0

I am using hive-jdbc-0.7.1-cdh3u5.jar. I have some memory-intensive queries running on EMR which occasionally fail. When I look at the job tracker I see that the query has been killed and I see the following error:

java.io.IOException: Task process exit with nonzero status of 137

However, the Hive JDBC driver execute() call does not detect this, but instead is left hanging. No exception is caught. Any ideas? Thanks:


    ST stQuery = MY_QUERY;
    try {
        Statement stmt = conn.createStatement();
        stmt.execute(stQuery.render());   // Hangs here without knowing that the job has been killed. Exception does not get raised.
    }
    catch(SQLException sqle){
        sqle.printStackTrace();
        log.error("Failed to run query");
        return;
    }

magicalo
  • 463
  • 2
  • 5
  • 12

1 Answers1

1

It is perhaps due to the fact that the hadoop will kill the task after 10 minutes (600 sec) if it doesn't get the response and by setting the parameter mapred.task.timeout=0 we can avoid killing the tasks which are running for more than 10 min.

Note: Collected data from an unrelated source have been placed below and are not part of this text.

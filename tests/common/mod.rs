#![allow(dead_code)]

use std::fs;
use std::path::{Path, PathBuf};

use climate_debunk::data::LABEL_NAMES;
use rust_bert::distilbert::{DistilBertConfig, DistilBertModelMaskedLM};
use tch::{nn, Device};

pub const TOKENIZER_JSON: &str = r#"{
    "version": "1.0",
    "truncation": null,
    "padding": null,
    "added_tokens": [
        {"id": 0, "content": "[PAD]", "single_word": false, "lstrip": false, "rstrip": false, "normalized": false, "special": true},
        {"id": 1, "content": "[UNK]", "single_word": false, "lstrip": false, "rstrip": false, "normalized": false, "special": true},
        {"id": 2, "content": "[CLS]", "single_word": false, "lstrip": false, "rstrip": false, "normalized": false, "special": true},
        {"id": 3, "content": "[SEP]", "single_word": false, "lstrip": false, "rstrip": false, "normalized": false, "special": true},
        {"id": 4, "content": "[MASK]", "single_word": false, "lstrip": false, "rstrip": false, "normalized": false, "special": true}
    ],
    "normalizer": {"type": "Lowercase"},
    "pre_tokenizer": {"type": "Whitespace"},
    "post_processor": {"type": "BertProcessing", "sep": ["[SEP]", 3], "cls": ["[CLS]", 2]},
    "decoder": null,
    "model": {
        "type": "WordLevel",
        "vocab": {
            "[PAD]": 0, "[UNK]": 1, "[CLS]": 2, "[SEP]": 3, "[MASK]": 4,
            "text": 5, "a": 6, "b": 7, "the": 8, "climate": 9,
            "is": 10, "not": 11, "changing": 12, "science": 13, "unreliable": 14,
            "warming": 15, "good": 16, "fossil": 17, "fuels": 18, "needed": 19
        },
        "unk_token": "[UNK]"
    }
}"#;

pub fn init_logger() {
    let _ = env_logger::Builder::from_env(env_logger::Env::default().default_filter_or("warn"))
        .is_test(true)
        .try_init();
}

pub fn tiny_architecture_json() -> serde_json::Value {
    serde_json::json!({
        "activation": "gelu",
        "attention_dropout": 0.1,
        "dim": 16,
        "dropout": 0.1,
        "hidden_dim": 32,
        "initializer_range": 0.02,
        "is_decoder": false,
        "max_position_embeddings": 64,
        "model_type": "distilbert",
        "n_heads": 2,
        "n_layers": 2,
        "output_attentions": false,
        "output_hidden_states": false,
        "output_past": false,
        "qa_dropout": 0.1,
        "seq_classif_dropout": 0.2,
        "sinusoidal_pos_embds": false,
        "tie_weights_": true,
        "torchscript": false,
        "use_bfloat16": false,
        "vocab_size": 20
    })
}

/// Writes a randomly initialized two-layer masked-LM bundle to `dir`.
/// The encoder weights double as the starting point for classifiers.
pub fn write_tiny_bundle(dir: &Path) -> PathBuf {
    tch::manual_seed(7);
    fs::create_dir_all(dir).unwrap();
    let json = tiny_architecture_json();
    fs::write(dir.join("config.json"), serde_json::to_string_pretty(&json).unwrap()).unwrap();
    fs::write(dir.join("tokenizer.json"), TOKENIZER_JSON).unwrap();

    let architecture: DistilBertConfig = serde_json::from_value(json).unwrap();
    let vs = nn::VarStore::new(Device::Cpu);
    let _model = DistilBertModelMaskedLM::new(vs.root(), &architecture);
    vs.save(dir.join("rust_model.ot")).unwrap();
    dir.to_path_buf()
}

const QUOTES: [&str; 8] = [
    "the climate is not changing",
    "warming is not happening",
    "the warming is good",
    "climate science is unreliable",
    "the science is not good",
    "fossil fuels needed",
    "fossil fuels is good",
    "a climate text",
];

/// Writes a CSV of quotes with compound labels (`"3_not_bad"`), holding
/// `per_class[i]` rows for class `i`.
pub fn write_quotes_csv(path: &Path, label_column: &str, per_class: &[usize]) {
    let mut writer = csv::Writer::from_path(path).unwrap();
    writer.write_record(["quote", label_column]).unwrap();
    for (class, &count) in per_class.iter().enumerate() {
        for i in 0..count {
            let quote = QUOTES[(class + i) % QUOTES.len()];
            writer.write_record([quote, LABEL_NAMES[class]]).unwrap();
        }
    }
    writer.flush().unwrap();
}

/// Writes a held-out test CSV with `quote` and integer `numeric_label` columns.
pub fn write_test_csv(path: &Path, per_class: &[usize]) {
    let mut writer = csv::Writer::from_path(path).unwrap();
    writer.write_record(["quote", "numeric_label"]).unwrap();
    for (class, &count) in per_class.iter().enumerate() {
        for i in 0..count {
            writer
                .write_record([QUOTES[(class * 3 + i) % QUOTES.len()], &class.to_string()])
                .unwrap();
        }
    }
    writer.flush().unwrap();
}

/// Writes a `config.yaml` for the tiny bundle under `root` and returns its path.
pub fn write_pipeline_config(root: &Path, bundle: &Path, trainpath: &Path, epochs: usize) -> PathBuf {
    let yaml = format!(
        r#"model_name: {bundle}
num_labels: 8
dropout_rate: 0.1
total_layers: 2
num_trainable_layers: 1
trainpath: {train}
valpath: {val}
testpath: {test}
tokenizer_model: {tokenizer}
max_length: 10
batch_size: 4
class_col: label
learning_rate: 1.0e-3
step_size: 1
gamma: 0.5
epochs: {epochs}
trained_model_path: {weights}
device: cpu
seed: 3
"#,
        bundle = bundle.display(),
        train = trainpath.display(),
        val = root.join("val.csv").display(),
        test = root.join("test.csv").display(),
        tokenizer = bundle.join("tokenizer.json").display(),
        weights = root.join("out").join("model.ot").display(),
        epochs = epochs,
    );
    let path = root.join("config.yaml");
    fs::write(&path, yaml).unwrap();
    path
}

Also in theses cases one can write mapper/reducer in such a way as to report progress on a regular basis (more frequently than every 10 minutes). This may be achieved in a number of ways:

  • Call setStatus() on Reporter to set a human-readable description of the task’s progress
  • Call incrCounter() on Reporter to increment a user counter
  • Call progress() on Reporter to tell Hadoop that your task is still there (and making progress)
Amar
  • 11,930
  • 5
  • 50
  • 73